Grossesse, allaitementGrossesse
Rapifen n'a pas provoqué d'effets embryotoxiques ou tératogènes chez l'animal (voir "Données précliniques" ). Cependant, il n'a pas fait l'objet d'études contrôlées chez la femme enceinte, et l'on ignore quelle peut être son incidence sur le développement fœtal. La prudence est recommandée en cas d'utilisation pendant la grossesse. Avant d'administrer ce médicament à des patientes enceintes, il convient d'évaluer les risques et les bénéfices éventuels.

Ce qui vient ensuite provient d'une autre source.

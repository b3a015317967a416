//! Text measurement: turning chunks of text into [`TextMetrics`] and locating positions
//! inside a measured chunk.
//!
//! Two layers live here:
//! - [`Measurer`] is supplied by the host (font metrics, terminal cells, ...). It only knows how
//!   wide a string is.
//! - [`TextMeasurer`] is the strategy the layout index stores next to every chunk. It maps a chunk
//!   to its metrics, carrying a wrapping state from chunk to chunk, and answers point/offset
//!   queries within the chunk. [`PlainTextMeasurer`] breaks lines at `'\n'` only,
//!   [`LineWrappingTextMeasurer`] and [`WordWrappingTextMeasurer`] also wrap at a width limit.
//!
//! All widths produced by text measurers are in default-width units.

use crate::error::MeasureError;
use crate::metrics::{Location, Point, RoundMode, TextMetrics};
use regex::Regex;
use std::cell::RefCell;
use std::collections::HashMap;
use std::rc::Rc;
use std::sync::LazyLock;
use unicode_width::UnicodeWidthChar;

/// Host-provided string measurement.
pub trait Measurer {
    /// Width of a default-width character. Must be positive.
    fn default_width(&self) -> f64;

    /// Height of a line.
    fn line_height(&self) -> f64;

    /// Matches strings made only of default-width characters (and `'\n'`). Used as a fast path.
    fn default_width_regex(&self) -> Option<Regex> {
        None
    }

    /// Width of a string with no line breaks.
    fn measure_string(&self, s: &str) -> f64;
}

/// Default number of cells a tab occupies.
pub const DEFAULT_TAB_WIDTH: usize = 4;

static PRINTABLE_ASCII: LazyLock<Regex> =
    LazyLock::new(|| Regex::new(r"^[\n\x20-\x7e]*$").expect("valid printable ascii regex"));

/// Monospace [`Measurer`]: every character occupies a whole number of cells, as reported by
/// `unicode-width`.
#[derive(Debug, Clone)]
pub struct CellMeasurer {
    cell_width: f64,
    line_height: f64,
    tab_width: usize,
}

impl Default for CellMeasurer {
    fn default() -> Self {
        Self::new()
    }
}

impl CellMeasurer {
    /// One unit per cell and per line.
    pub fn new() -> Self {
        Self {
            cell_width: 1.0,
            line_height: 1.0,
            tab_width: DEFAULT_TAB_WIDTH,
        }
    }

    /// Sets the width of a single cell.
    pub fn with_cell_width(mut self, cell_width: f64) -> Self {
        self.cell_width = cell_width;
        self
    }

    /// Sets the line height.
    pub fn with_line_height(mut self, line_height: f64) -> Self {
        self.line_height = line_height;
        self
    }

    /// Sets how many cells a tab occupies.
    pub fn with_tab_width(mut self, tab_width: usize) -> Self {
        self.tab_width = tab_width;
        self
    }

    fn cells(&self, ch: char) -> usize {
        if ch == '\t' {
            self.tab_width
        } else {
            UnicodeWidthChar::width(ch).unwrap_or(1)
        }
    }
}

impl Measurer for CellMeasurer {
    fn default_width(&self) -> f64 {
        self.cell_width
    }

    fn line_height(&self) -> f64 {
        self.line_height
    }

    fn default_width_regex(&self) -> Option<Regex> {
        Some(PRINTABLE_ASCII.clone())
    }

    fn measure_string(&self, s: &str) -> f64 {
        s.chars().map(|ch| self.cells(ch)).sum::<usize>() as f64 * self.cell_width
    }
}

/// Whether a code point belongs to a right-to-left script.
pub fn is_rtl_code_point(ch: char) -> bool {
    matches!(
        u32::from(ch),
        0x0590..=0x089F
            | 0x200F
            | 0xFB1D..=0xFDFF
            | 0xFE70..=0xFEFF
            | 0x10800..=0x10FFF
            | 0x1E800..=0x1EFFF
    )
}

/// X coordinates of every offset in a single line, see [`TextMeasurer::fill_x_map`].
#[derive(Debug, Clone, Default, PartialEq)]
pub struct XMap {
    /// `x[i]` is the x coordinate before the `i`-th character; `x.len() == chars + 1`.
    pub x: Vec<f64>,
    /// `rtl[i]` is set when the `i`-th character is right-to-left and must be drawn as its own
    /// run; `rtl.len() == chars + 1`.
    pub rtl: Vec<bool>,
}

/// Chunk measuring strategy stored alongside every measured chunk.
///
/// The state is the width already occupied on the current visual line when the chunk starts.
/// Measurers that do not wrap ignore it.
pub trait TextMeasurer {
    /// Metrics of `s` and the state to pass to the next chunk.
    fn map_value(&self, s: &str, state: f64) -> Result<(TextMetrics, f64), MeasureError>;

    /// Placeholder metrics for `length` characters that have not been measured yet.
    fn unmapped_value(&self, length: usize) -> TextMetrics {
        TextMetrics {
            length,
            ..TextMetrics::default()
        }
    }

    /// State at the start of the document.
    fn empty_state(&self) -> f64 {
        0.0
    }

    /// Whether two states produce the same measurements.
    fn states_equal(&self, a: f64, b: f64) -> bool;

    /// Locates `point` in `s`, where `before` is the combined metrics of everything preceding
    /// `s`. The returned location is absolute. `point` must not precede the chunk start.
    fn locate_by_point(
        &self,
        s: &str,
        state: f64,
        before: &TextMetrics,
        point: Point,
        round: RoundMode,
    ) -> Result<Location, MeasureError>;

    /// Locates the absolute `offset`, which must fall inside `s`.
    fn locate_by_offset(
        &self,
        s: &str,
        state: f64,
        before: &TextMetrics,
        offset: usize,
    ) -> Result<Location, MeasureError>;

    /// Per-offset x coordinates of `s`, starting at `start_x`, with widths scaled by
    /// `multiplier`. `s` must fit on a single line.
    fn fill_x_map(&self, s: &str, start_x: f64, multiplier: f64) -> XMap;
}
use sea_orm_migration::prelude::*;

pub struct Migration;

impl MigrationName for Migration {
    fn name(&self) -> &str {
        "m202607150001_create_users"
    }
}

#[async_trait::async_trait]
impl MigrationTrait for Migration {
    async fn up(&self, manager: &SchemaManager) -> Result<(), DbErr> {
        manager
            .create_table(
                Table::create()
                    .table(Alias::new("users"))
                    .if_not_exists()
                    .col(ColumnDef::new(Alias::new("id")).integer().not_null().auto_increment().primary_key())
                    .col(ColumnDef::new(Alias::new("username")).string().not_null().unique_key())
                    .col(ColumnDef::new(Alias::new("email")).string().not_null().unique_key())
                    .col(ColumnDef::new(Alias::new("admin")).boolean().not_null())
                    .col(ColumnDef::new(Alias::new("created_at")).timestamp().not_null().default(Expr::cust("CURRENT_TIMESTAMP")))
                    .col(ColumnDef::new(Alias::new("updated_at")).timestamp().not_null().default(Expr::cust("CURRENT_TIMESTAMP")))
                    .to_owned(),
            )
            .await
    }

    async fn down(&self, manager: &SchemaManager) -> Result<(), DbErr> {
        manager
            .drop_table(Table::drop().table(Alias::new("users")).to_owned())
            .await
    }
}
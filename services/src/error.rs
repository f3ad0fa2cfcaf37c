use db::models::task::TaskStatus;
use sea_orm::DbErr;
use transcript::error::TranscriptError;

/// Errors surfaced by the write-path services.
#[derive(Debug, thiserror::Error)]
pub enum ServiceError {
    #[error("Database error: {0}")]
    Database(#[from] DbErr),

    #[error("{0} not found")]
    NotFound(String),

    #[error("Invalid input: {0}")]
    Validation(String),

    /// A task workflow operation was requested out of order.
    #[error("Task {task_id} is {status}, expected {expected}")]
    InvalidTransition {
        task_id: i64,
        status: TaskStatus,
        expected: TaskStatus,
    },

    /// A transcript worker failed to spawn. Post-spawn calculation failures
    /// never surface here; they only reach logs and `transcript_results`.
    #[error("Transcript dispatch failed: {0}")]
    Dispatch(#[from] TranscriptError),
}
use chrono::{DateTime, Utc};
use sea_orm::entity::prelude::*;
use sea_orm::{ActiveModelTrait, Set};
use serde::{Deserialize, Serialize};
use strum::EnumIter;

/// Subject model representing the `subjects` table.
///
/// `criteria` holds the grouped-form pass/fail document (one PASS group and
/// one FAIL group of chained rules) as raw JSON. The transcript engine owns
/// the schema and parses it at calculation time; `services` validates it at
/// write time.
#[derive(Clone, Debug, PartialEq, DeriveEntityModel, Serialize, Deserialize)]
#[sea_orm(table_name = "subjects")]
pub struct Model {
    #[sea_orm(primary_key)]
    pub id: i64,
    pub block_id: i64,
    pub name: String,
    /// Non-negative multiplier applied to the sum of the subject's weighted marks.
    pub coefficient: f64,
    pub criteria: Json,
    pub deleted: bool,
    pub created_at: DateTime<Utc>,
    pub updated_at: DateTime<Utc>,
}

#[derive(Copy, Clone, Debug, EnumIter, DeriveRelation)]
pub enum Relation {
    #[sea_orm(
        belongs_to = "super::block::Entity",
        from = "Column::BlockId",
        to = "super::block::Column::Id"
    )]
    Block,
    #[sea_orm(has_many = "super::test::Entity")]
    Test,
}

impl Related<super::block::Entity> for Entity {
    fn to() -> RelationDef {
        Relation::Block.def()
    }
}

impl Related<super::test::Entity> for Entity {
    fn to() -> RelationDef {
        Relation::Test.def()
    }
}

impl ActiveModelBehavior for ActiveModel {}

impl Model {
    pub async fn create(
        db: &DatabaseConnection,
        block_id: i64,
        name: &str,
        coefficient: f64,
        criteria: Json,
    ) -> Result<Self, DbErr> {
        let now = Utc::now();
        let active = ActiveModel {
            block_id: Set(block_id),
            name: Set(name.to_string()),
            coefficient: Set(coefficient),
            criteria: Set(criteria),
            deleted: Set(false),
            created_at: Set(now),
            updated_at: Set(now),
            ..Default::default()
        };
        active.insert(db).await
    }

    pub async fn get_by_id(db: &DatabaseConnection, id: i64) -> Result<Option<Self>, DbErr> {
        Entity::find_by_id(id).one(db).await
    }

    /// Batched lookup: all non-deleted subjects whose id is in `ids`, one query.
    pub async fn get_by_ids(db: &DatabaseConnection, ids: &[i64]) -> Result<Vec<Self>, DbErr> {
        if ids.is_empty() {
            return Ok(Vec::new());
        }
        Entity::find()
            .filter(Column::Id.is_in(ids.iter().copied()))
            .filter(Column::Deleted.eq(false))
            .all(db)
            .await
    }

    /// Get all non-deleted subjects for a block.
    pub async fn get_by_block_id(
        db: &DatabaseConnection,
        block_id: i64,
    ) -> Result<Vec<Self>, DbErr> {
        Entity::find()
            .filter(Column::BlockId.eq(block_id))
            .filter(Column::Deleted.eq(false))
            .all(db)
            .await
    }
}
use chrono::{DateTime, Utc};
use sea_orm::entity::prelude::*;
use sea_orm::{ActiveModelTrait, IntoActiveModel, Set};
use serde::{Deserialize, Serialize};
use strum::EnumIter;

/// Where a correction task currently sits in its workflow.
///
/// Tasks only ever move forward: assign_corrector → enter_marks →
/// validate_marks → done. The guarded transitions live in `services`.
#[derive(Clone, Debug, PartialEq, Eq, EnumIter, DeriveActiveEnum, Serialize, Deserialize)]
#[sea_orm(rs_type = "String", db_type = "Enum", enum_name = "task_status_enum")]
#[serde(rename_all = "snake_case")]
pub enum TaskStatus {
    #[sea_orm(string_value = "assign_corrector")]
    AssignCorrector,
    #[sea_orm(string_value = "enter_marks")]
    EnterMarks,
    #[sea_orm(string_value = "validate_marks")]
    ValidateMarks,
    #[sea_orm(string_value = "done")]
    Done,
}

impl Default for TaskStatus {
    fn default() -> Self {
        TaskStatus::AssignCorrector
    }
}

impl std::fmt::Display for TaskStatus {
    fn fmt(&self, f: &mut std::fmt::Formatter<'_>) -> std::fmt::Result {
        let status_str = match self {
            TaskStatus::AssignCorrector => "assign_corrector",
            TaskStatus::EnterMarks => "enter_marks",
            TaskStatus::ValidateMarks => "validate_marks",
            TaskStatus::Done => "done",
        };
        write!(f, "{}", status_str)
    }
}

/// Task model representing the `tasks` table.
#[derive(Clone, Debug, PartialEq, DeriveEntityModel, Serialize, Deserialize)]
#[sea_orm(table_name = "tasks")]
pub struct Model {
    #[sea_orm(primary_key)]
    pub id: i64,
    pub student_test_result_id: i64,
    pub corrector_id: Option<i64>,
    pub status: TaskStatus,
    pub created_at: DateTime<Utc>,
    pub updated_at: DateTime<Utc>,
}

#[derive(Copy, Clone, Debug, EnumIter, DeriveRelation)]
pub enum Relation {
    #[sea_orm(
        belongs_to = "super::student_test_result::Entity",
        from = "Column::StudentTestResultId",
        to = "super::student_test_result::Column::Id"
    )]
    StudentTestResult,
    #[sea_orm(
        belongs_to = "super::user::Entity",
        from = "Column::CorrectorId",
        to = "super::user::Column::Id"
    )]
    Corrector,
}

impl Related<super::student_test_result::Entity> for Entity {
    fn to() -> RelationDef {
        Relation::StudentTestResult.def()
    }
}

impl Related<super::user::Entity> for Entity {
    fn to() -> RelationDef {
        Relation::Corrector.def()
    }
}

impl ActiveModelBehavior for ActiveModel {}

impl Model {
    /// Open a new correction task for a result, awaiting corrector assignment.
    pub async fn create(
        db: &DatabaseConnection,
        student_test_result_id: i64,
    ) -> Result<Self, DbErr> {
        let now = Utc::now();
        let active = ActiveModel {
            student_test_result_id: Set(student_test_result_id),
            corrector_id: Set(None),
            status: Set(TaskStatus::AssignCorrector),
            created_at: Set(now),
            updated_at: Set(now),
            ..Default::default()
        };
        active.insert(db).await
    }

    pub async fn get_by_id(db: &DatabaseConnection, id: i64) -> Result<Option<Self>, DbErr> {
        Entity::find_by_id(id).one(db).await
    }

    pub async fn get_by_result_id(
        db: &DatabaseConnection,
        student_test_result_id: i64,
    ) -> Result<Vec<Self>, DbErr> {
        Entity::find()
            .filter(Column::StudentTestResultId.eq(student_test_result_id))
            .all(db)
            .await
    }

    pub async fn set_corrector(
        db: &DatabaseConnection,
        id: i64,
        corrector_id: i64,
    ) -> Result<Self, DbErr> {
        let task = Entity::find_by_id(id)
            .one(db)
            .await?
            .ok_or_else(|| DbErr::RecordNotFound(format!("Task ID {id} not found")))?;
        let mut active = task.into_active_model();
        active.corrector_id = Set(Some(corrector_id));
        active.updated_at = Set(Utc::now());
        active.update(db).await
    }

    pub async fn set_status(
        db: &DatabaseConnection,
        id: i64,
        status: TaskStatus,
    ) -> Result<Self, DbErr> {
        let task = Entity::find_by_id(id)
            .one(db)
            .await?
            .ok_or_else(|| DbErr::RecordNotFound(format!("Task ID {id} not found")))?;
        let mut active = task.into_active_model();
        active.status = Set(status);
        active.updated_at = Set(Utc::now());
        active.update(db).await
    }
}
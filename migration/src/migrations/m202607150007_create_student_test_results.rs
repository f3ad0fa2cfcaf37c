use sea_orm_migration::prelude::*;

pub struct Migration;

impl MigrationName for Migration {
    fn name(&self) -> &str {
        "m202607150007_create_student_test_results"
    }
}

#[async_trait::async_trait]
impl MigrationTrait for Migration {
    async fn up(&self, manager: &SchemaManager) -> Result<(), DbErr> {
        manager
            .create_table(
                Table::create()
                    .table(Alias::new("student_test_results"))
                    .if_not_exists()
                    .col(ColumnDef::new(Alias::new("id")).integer().not_null().auto_increment().primary_key())
                    .col(ColumnDef::new(Alias::new("student_id")).integer().not_null())
                    .col(ColumnDef::new(Alias::new("test_id")).integer().not_null())
                    .col(ColumnDef::new(Alias::new("marks")).json().not_null())
                    .col(ColumnDef::new(Alias::new("average_mark")).double().not_null())
                    .col(
                        ColumnDef::new(Alias::new("status"))
                            .enumeration(
                                Alias::new("result_status_enum"),
                                vec![Alias::new("pending_review"), Alias::new("validated")],
                            )
                            .not_null(),
                    )
                    .col(ColumnDef::new(Alias::new("mark_validated_date")).timestamp())
                    .col(ColumnDef::new(Alias::new("deleted")).boolean().not_null().default(false))
                    .col(ColumnDef::new(Alias::new("created_at")).timestamp().not_null().default(Expr::cust("CURRENT_TIMESTAMP")))
                    .col(ColumnDef::new(Alias::new("updated_at")).timestamp().not_null().default(Expr::cust("CURRENT_TIMESTAMP")))
                    .foreign_key(
                        ForeignKey::create()
                            .from(Alias::new("student_test_results"), Alias::new("student_id"))
                            .to(Alias::new("students"), Alias::new("id"))
                            .on_delete(ForeignKeyAction::Cascade),
                    )
                    .foreign_key(
                        ForeignKey::create()
                            .from(Alias::new("student_test_results"), Alias::new("test_id"))
                            .to(Alias::new("tests"), Alias::new("id"))
                            .on_delete(ForeignKeyAction::Cascade),
                    )
                    .to_owned(),
            )
            .await
    }

    async fn down(&self, manager: &SchemaManager) -> Result<(), DbErr> {
        manager
            .drop_table(Table::drop().table(Alias::new("student_test_results")).to_owned())
            .await
    }
}
use chrono::{DateTime, Utc};
use sea_orm::entity::prelude::*;
use sea_orm::{ActiveModelTrait, Set};
use serde::{Deserialize, Serialize};
use strum::EnumIter;

/// User model representing the `users` table.
///
/// Users are school staff; tasks reference one of them as the corrector
/// responsible for entering and validating marks.
#[derive(Clone, Debug, PartialEq, DeriveEntityModel, Serialize, Deserialize)]
#[sea_orm(table_name = "users")]
pub struct Model {
    #[sea_orm(primary_key)]
    pub id: i64,
    #[sea_orm(unique)]
    pub username: String,
    #[sea_orm(unique)]
    pub email: String,
    pub admin: bool,
    pub created_at: DateTime<Utc>,
    pub updated_at: DateTime<Utc>,
}

#[derive(Copy, Clone, Debug, EnumIter, DeriveRelation)]
pub enum Relation {
    #[sea_orm(has_many = "super::task::Entity")]
    Task,
}

impl Related<super::task::Entity> for Entity {
    fn to() -> RelationDef {
        Relation::Task.def()
    }
}

impl ActiveModelBehavior for ActiveModel {}

impl Model {
    pub async fn create(
        db: &DatabaseConnection,
        username: &str,
        email: &str,
        admin: bool,
    ) -> Result<Self, DbErr> {
        let now = Utc::now();
        let active = ActiveModel {
            username: Set(username.to_string()),
            email: Set(email.to_string()),
            admin: Set(admin),
            created_at: Set(now),
            updated_at: Set(now),
            ..Default::default()
        };
        active.insert(db).await
    }

    pub async fn get_by_id(db: &DatabaseConnection, id: i64) -> Result<Option<Self>, DbErr> {
        Entity::find_by_id(id).one(db).await
    }

    pub async fn get_by_username(
        db: &DatabaseConnection,
        username: &str,
    ) -> Result<Option<Self>, DbErr> {
        Entity::find()
            .filter(Column::Username.eq(username))
            .one(db)
            .await
    }
}
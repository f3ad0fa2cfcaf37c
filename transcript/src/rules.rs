//! # Rules Module
//!
//! The atomic rule evaluator and the shared rounding convention. Both are
//! pure functions; everything else in the engine is built on top of them.

use crate::types::Operator;

/// Evaluates one atomic comparison `actual OPERATOR threshold`.
///
/// # Example
///
/// ```
/// use transcript::rules::evaluate;
/// use transcript::types::Operator;
///
/// assert!(evaluate(80.0, Operator::Gte, 60.0));
/// assert!(!evaluate(59.9, Operator::Gte, 60.0));
/// ```
pub fn evaluate(actual: f64, operator: Operator, threshold: f64) -> bool {
    match operator {
        Operator::Eq => actual == threshold,
        Operator::Gt => actual > threshold,
        Operator::Gte => actual >= threshold,
        Operator::Lt => actual < threshold,
        Operator::Lte => actual <= threshold,
    }
}

/// Rounds to 2 decimal places, half-up on the scaled value.
///
/// Marks are non-negative, so `f64::round` (half away from zero) is half-up
/// here. The same convention applies at every level of the hierarchy.
///
/// # Example
///
/// ```
/// use transcript::rules::round2;
///
/// assert_eq!(round2(80.0 * 0.5), 40.0);
/// assert_eq!(round2(0.125), 0.13);
/// ```
pub fn round2(value: f64) -> f64 {
    (value * 100.0).round() / 100.0
}

#[cfg(test)]
mod tests {
    use super::*;

    #[test]
    fn test_evaluate_gte() {
        assert!(evaluate(60.0, Operator::Gte, 60.0));
        assert!(evaluate(60.1, Operator::Gte, 60.0));
        assert!(!evaluate(59.99, Operator::Gte, 60.0));
    }

    #[test]
    fn test_evaluate_gt() {
        assert!(evaluate(60.1, Operator::Gt, 60.0));
        assert!(!evaluate(60.0, Operator::Gt, 60.0));
    }

    #[test]
    fn test_evaluate_lt() {
        assert!(evaluate(59.9, Operator::Lt, 60.0));
        assert!(!evaluate(60.0, Operator::Lt, 60.0));
    }

    #[test]
    fn test_evaluate_lte() {
        assert!(evaluate(60.0, Operator::Lte, 60.0));
        assert!(evaluate(59.9, Operator::Lte, 60.0));
        assert!(!evaluate(60.1, Operator::Lte, 60.0));
    }

    #[test]
    fn test_evaluate_eq() {
        assert!(evaluate(42.0, Operator::Eq, 42.0));
        assert!(!evaluate(42.0, Operator::Eq, 42.5));
    }

    /// Unknown operator strings never reach `evaluate`: the closed enum
    /// rejects them at deserialization time.
    #[test]
    fn test_unknown_operator_fails_parse() {
        let err = serde_json::from_str::<Operator>("\"BETWEEN\"");
        assert!(err.is_err());
    }

    #[test]
    fn test_round2_exact() {
        assert_eq!(round2(40.0), 40.0);
        assert_eq!(round2(39.999), 40.0);
    }

    /// 0.125 is exactly representable in binary, so this pins the half-up
    /// (away from zero) behavior without float-literal noise.
    #[test]
    fn test_round2_half_up() {
        assert_eq!(round2(0.125), 0.13);
    }

    #[test]
    fn test_round2_truncates_down_below_half() {
        assert_eq!(round2(2.344), 2.34);
        assert_eq!(round2(2.346), 2.35);
    }

    /// Same inputs, same output: the convention is stable across calls.
    #[test]
    fn test_round2_idempotent() {
        let v = round2(13.374999);
        assert_eq!(v, round2(v));
    }
}
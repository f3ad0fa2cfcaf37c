use chrono::{DateTime, Utc};
use sea_orm::entity::prelude::*;
use sea_orm::{ActiveModelTrait, Set};
use serde::{Deserialize, Serialize};
use strum::EnumIter;

/// Block model representing the `blocks` table.
///
/// A block groups subjects for reporting. No block-level pass/fail rule is
/// defined; the transcript engine loads blocks to label its output only.
#[derive(Clone, Debug, PartialEq, DeriveEntityModel, Serialize, Deserialize)]
#[sea_orm(table_name = "blocks")]
pub struct Model {
    #[sea_orm(primary_key)]
    pub id: i64,
    pub school_id: i64,
    pub name: String,
    pub deleted: bool,
    pub created_at: DateTime<Utc>,
    pub updated_at: DateTime<Utc>,
}

#[derive(Copy, Clone, Debug, EnumIter, DeriveRelation)]
pub enum Relation {
    #[sea_orm(
        belongs_to = "super::school::Entity",
        from = "Column::SchoolId",
        to = "super::school::Column::Id"
    )]
    School,
    #[sea_orm(has_many = "super::subject::Entity")]
    Subject,
}

impl Related<super::school::Entity> for Entity {
    fn to() -> RelationDef {
        Relation::School.def()
    }
}

impl Related<super::subject::Entity> for Entity {
    fn to() -> RelationDef {
        Relation::Subject.def()
    }
}

impl ActiveModelBehavior for ActiveModel {}

impl Model {
    pub async fn create(
        db: &DatabaseConnection,
        school_id: i64,
        name: &str,
    ) -> Result<Self, DbErr> {
        let now = Utc::now();
        let active = ActiveModel {
            school_id: Set(school_id),
            name: Set(name.to_string()),
            deleted: Set(false),
            created_at: Set(now),
            updated_at: Set(now),
            ..Default::default()
        };
        active.insert(db).await
    }

    pub async fn get_by_id(db: &DatabaseConnection, id: i64) -> Result<Option<Self>, DbErr> {
        Entity::find_by_id(id).one(db).await
    }

    /// Batched lookup: all non-deleted blocks whose id is in `ids`, one query.
    pub async fn get_by_ids(db: &DatabaseConnection, ids: &[i64]) -> Result<Vec<Self>, DbErr> {
        if ids.is_empty() {
            return Ok(Vec::new());
        }
        Entity::find()
            .filter(Column::Id.is_in(ids.iter().copied()))
            .filter(Column::Deleted.eq(false))
            .all(db)
            .await
    }
}
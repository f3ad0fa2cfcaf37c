use chrono::{DateTime, Utc};
use sea_orm::entity::prelude::*;
use sea_orm::{ActiveModelTrait, Set};
use serde::{Deserialize, Serialize};
use strum::EnumIter;

/// School model representing the `schools` table.
#[derive(Clone, Debug, PartialEq, DeriveEntityModel, Serialize, Deserialize)]
#[sea_orm(table_name = "schools")]
pub struct Model {
    #[sea_orm(primary_key)]
    pub id: i64,
    pub name: String,
    #[sea_orm(unique)]
    pub code: String,
    pub created_at: DateTime<Utc>,
    pub updated_at: DateTime<Utc>,
}

#[derive(Copy, Clone, Debug, EnumIter, DeriveRelation)]
pub enum Relation {
    #[sea_orm(has_many = "super::student::Entity")]
    Student,
    #[sea_orm(has_many = "super::block::Entity")]
    Block,
}

impl Related<super::student::Entity> for Entity {
    fn to() -> RelationDef {
        Relation::Student.def()
    }
}

impl Related<super::block::Entity> for Entity {
    fn to() -> RelationDef {
        Relation::Block.def()
    }
}

impl ActiveModelBehavior for ActiveModel {}

impl Model {
    pub async fn create(
        db: &DatabaseConnection,
        name: &str,
        code: &str,
    ) -> Result<Self, DbErr> {
        let now = Utc::now();
        let active = ActiveModel {
            name: Set(name.to_string()),
            code: Set(code.to_string()),
            created_at: Set(now),
            updated_at: Set(now),
            ..Default::default()
        };
        active.insert(db).await
    }

    pub async fn get_by_id(db: &DatabaseConnection, id: i64) -> Result<Option<Self>, DbErr> {
        Entity::find_by_id(id).one(db).await
    }

    pub async fn get_by_code(db: &DatabaseConnection, code: &str) -> Result<Option<Self>, DbErr> {
        Entity::find().filter(Column::Code.eq(code)).one(db).await
    }
}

L'utilisation prolongée de Rapifen pendant la grossesse peut provoquer un syndrome de sevrage des opioïdes chez le nouveau-né qui peut engager le pronostic vital s'il n'est pas identifié et traité à temps. Le traitement doit se faire selon des protocoles qui ont été développés par des experts en néonatologie. S'il est nécessaire d'utiliser des opioïdes sur une période prolongée chez une femme enceinte, il faut informer la patiente du risque de syndrome de sevrage des opioïdes et s'assurer que le traitement approprié est disponible, le cas échéant (voir aussi la rubrique "Mises en garde et précautions" ).
L'administration par voie i.v. de Rapifen pendant l'accouchement est déconseillée (même en cas de césarienne), car le médicament franchit la barrière placentaire et peut déprimer la respiration spontanée pendant la période néonatale.
Si Rapifen est tout de même administré, des appareils d'assistance respiratoire pour la mère et le nouveau-né doivent être immédiatement disponibles. Un antagoniste des opioïdes doit toujours être disponible pour l'enfant. La demi-vie de l'antagoniste des opioïdes pouvant être plus courte que la demi-vie de l'alfentanil, il peut être nécessaire de renouveler l'administration de l'antagoniste des opioïdes.
Allaitement
Rapifen peut passer dans le lait maternel. En conséquence, il est recommandé de ne pas allaiter ou de ne pas utiliser de lait maternel tiré pendant les 24 heures qui suivent l'administration de Rapifen.